/IonEner-Pred

Codes and Supplement Information for the paper: Predict Ionization Energy of Molecules Using Conventional and Graph Based Machine Learning Models

Primary LanguageJupyter Notebook

About the Paper

Title: Predict Ionization Energy of Molecules Using Conventional and Graph Based Machine Learning Models

Author: Yufeng Liu, Zhenyu Li*

Abstract: Ionization energy (IE) is an important property of molecules. It is highly desirable to predict IE efficiently based on, for example, machine learning (ML)-powered quantitative structure-property relationships (QSPR). In this study, we systematically compare the performance of different machine learning models in predicting the IE of molecules with distinct functional groups obtained from the NIST webbook. Mordred and PaDEL are used to generate informative and computationally inexpensive descriptors for conventional ML models. Using a descriptor to indicate if the molecule is a radical can significantly improve the performance of these ML models. Support vector regression (SVR) is the best conventional ML model for IE prediction.
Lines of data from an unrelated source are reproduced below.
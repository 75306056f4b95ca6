//! Derived reports over a finalized contract graph
//!
//! Every function here is a read-only projection: the graph is built once
//! and never mutated afterwards. Reports walk vertices in insertion order
//! so output rows are stable across runs.

use crate::graph::{ContractGraph, ContractRecord, LinkRecord, VertexId};
use crate::table::{TableError, TableResult};
use indexmap::IndexMap;
use rustc_hash::{FxHashMap, FxHashSet};
use serde::Serialize;
use std::fs::File;
use std::path::Path;

/// Sentinel written when no table resolves a vertex's tax id
pub const TAX_ID_UNAVAILABLE: &str = "not available";

/// Minimum rendered node size
pub const BASE_NODE_SIZE: f64 = 300.0;

/// Extra size span distributed proportionally to contract value
pub const NODE_SIZE_SPAN: f64 = 1000.0;

/// One row of the vertex identity table
#[derive(Debug, Clone, PartialEq, Eq, Serialize)]
pub struct VertexEntry {
    /// 1-based position in vertex insertion order
    pub number: usize,
    pub name: String,
    pub tax_id: String,
}

/// One row of a degree ranking
#[derive(Debug, Clone, PartialEq, Eq, Serialize)]
pub struct DegreeEntry {
    pub name: String,
    pub degree: usize,
}

/// Which vertices a degree ranking keeps
#[derive(Debug, Clone)]
pub enum DegreeFilter<'a> {
    /// Vertices whose degree exceeds the threshold
    MinDegree(usize),

    /// Vertices whose name appears in the reference set
    Members(&'a FxHashSet<String>),
}

/// Compute the rendered size of every vertex
///
/// Raw value per vertex: max contract value over rows where it is the
/// institution, else the sum over rows where it is the vendor, else 1.0
/// for aliases. Sizes scale the raw value against the global maximum,
/// which is computed up front over all vertices. When the maximum is not
/// positive every vertex gets [`BASE_NODE_SIZE`].
pub fn node_sizes(graph: &ContractGraph, contracts: &[ContractRecord]) -> IndexMap<String, f64> {
    let mut institution_max: FxHashMap<&str, f64> = FxHashMap::default();
    let mut vendor_sum: FxHashMap<&str, f64> = FxHashMap::default();
    for record in contracts {
        if !record.institution.is_empty() {
            let slot = institution_max
                .entry(record.institution.as_str())
                .or_insert(record.value);
            if record.value > *slot {
                *slot = record.value;
            }
        }
        if !record.vendor.is_empty() {
            *vendor_sum.entry(record.vendor.as_str()).or_insert(0.0) += record.value;
        }
    }

    let raw: Vec<f64> = graph
        .vertices()
        .map(|name| {
            if let Some(&max) = institution_max.get(name) {
                max
            } else if let Some(&sum) = vendor_sum.get(name) {
                sum
            } else {
                1.0
            }
        })
        .collect();
    let global_max = raw.iter().copied().fold(0.0_f64, f64::max);

    let mut sizes = IndexMap::with_capacity(raw.len());
    for (name, value) in graph.vertices().zip(raw) {
        let size = if global_max > 0.0 {
            BASE_NODE_SIZE + value / global_max * NODE_SIZE_SPAN
        } else {
            BASE_NODE_SIZE
        };
        sizes.insert(name.to_string(), size);
    }
    sizes
}

/// Build the vertex identity table, in insertion order with 1-based numbers
///
/// Tax-id resolution priority per vertex: first contracts row where the
/// name is the institution, then first contracts row where it is the
/// vendor, then first links row where it is the alias, else the
/// [`TAX_ID_UNAVAILABLE`] sentinel.
pub fn vertex_table(
    graph: &ContractGraph,
    contracts: &[ContractRecord],
    links: &[LinkRecord],
) -> Vec<VertexEntry> {
    let mut institution_tax: FxHashMap<&str, &str> = FxHashMap::default();
    let mut vendor_tax: FxHashMap<&str, &str> = FxHashMap::default();
    for record in contracts {
        institution_tax
            .entry(record.institution.as_str())
            .or_insert(record.tax_id.as_str());
        vendor_tax
            .entry(record.vendor.as_str())
            .or_insert(record.tax_id.as_str());
    }
    let mut alias_tax: FxHashMap<&str, &str> = FxHashMap::default();
    for link in links {
        alias_tax
            .entry(link.alias.as_str())
            .or_insert(link.tax_id.as_str());
    }

    graph
        .vertices()
        .enumerate()
        .map(|(idx, name)| VertexEntry {
            number: idx + 1,
            name: name.to_string(),
            tax_id: institution_tax
                .get(name)
                .or_else(|| vendor_tax.get(name))
                .or_else(|| alias_tax.get(name))
                .copied()
                .unwrap_or(TAX_ID_UNAVAILABLE)
                .to_string(),
        })
        .collect()
}

/// Rank vertices by degree, descending
///
/// The sort is stable, so vertices with equal degree keep their insertion
/// order.
pub fn rank_degrees(graph: &ContractGraph, filter: DegreeFilter<'_>) -> Vec<DegreeEntry> {
    let mut entries: Vec<DegreeEntry> = graph
        .vertices()
        .enumerate()
        .filter_map(|(idx, name)| {
            let degree = graph.degree(VertexId::new(idx));
            let keep = match &filter {
                DegreeFilter::MinDegree(min) => degree > *min,
                DegreeFilter::Members(names) => names.contains(name),
            };
            keep.then(|| DegreeEntry {
                name: name.to_string(),
                degree,
            })
        })
        .collect();
    entries.sort_by(|a, b| b.degree.cmp(&a.degree));
    entries
}

/// Write the vertex identity table as CSV (`Number`, `Vertex`, `Tax-ID`)
pub fn write_vertex_table(entries: &[VertexEntry], path: &Path) -> TableResult<()> {
    let file = File::create(path).map_err(|e| TableError::io(path, e))?;
    let mut writer = csv::Writer::from_writer(file);

    writer
        .write_record(["Number", "Vertex", "Tax-ID"])
        .map_err(|e| TableError::csv(path, e))?;
    for entry in entries {
        let number = entry.number.to_string();
        writer
            .write_record([number.as_str(), &entry.name, &entry.tax_id])
            .map_err(|e| TableError::csv(path, e))?;
    }
    writer.flush().map_err(|e| TableError::io(path, e))?;
    Ok(())
}

/// Write a degree ranking as CSV (`Vertex`, `Degree`)
pub fn write_degree_ranking(entries: &[DegreeEntry], path: &Path) -> TableResult<()> {
    let file = File::create(path).map_err(|e| TableError::io(path, e))?;
    let mut writer = csv::Writer::from_writer(file);

    writer
        .write_record(["Vertex", "Degree"])
        .map_err(|e| TableError::csv(path, e))?;
    for entry in entries {
        let degree = entry.degree.to_string();
        writer
            .write_record([entry.name.as_str(), degree.as_str()])
            .map_err(|e| TableError::csv(path, e))?;
    }
    writer.flush().map_err(|e| TableError::io(path, e))?;
    Ok(())
}

/// Write the node-size map as CSV (`Vertex`, `Size`)
pub fn write_node_sizes(sizes: &IndexMap<String, f64>, path: &Path) -> TableResult<()> {
    let file = File::create(path).map_err(|e| TableError::io(path, e))?;
    let mut writer = csv::Writer::from_writer(file);

    writer
        .write_record(["Vertex", "Size"])
        .map_err(|e| TableError::csv(path, e))?;
    for (name, size) in sizes {
        let size = size.to_string();
        writer
            .write_record([name.as_str(), size.as_str()])
            .map_err(|e| TableError::csv(path, e))?;
    }
    writer.flush().map_err(|e| TableError::io(path, e))?;
    Ok(())
}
In graph-based models, the AttentiveFP gives an even better performance compared to SVR. The difference between these two types of models mainly comes from their predictions for radical molecules, where the local environment around an unpaired electron is better described by graph-based models. These results provide not only high-performance models for IE prediction but also useful information in choosing models to obtain reliable QSPR.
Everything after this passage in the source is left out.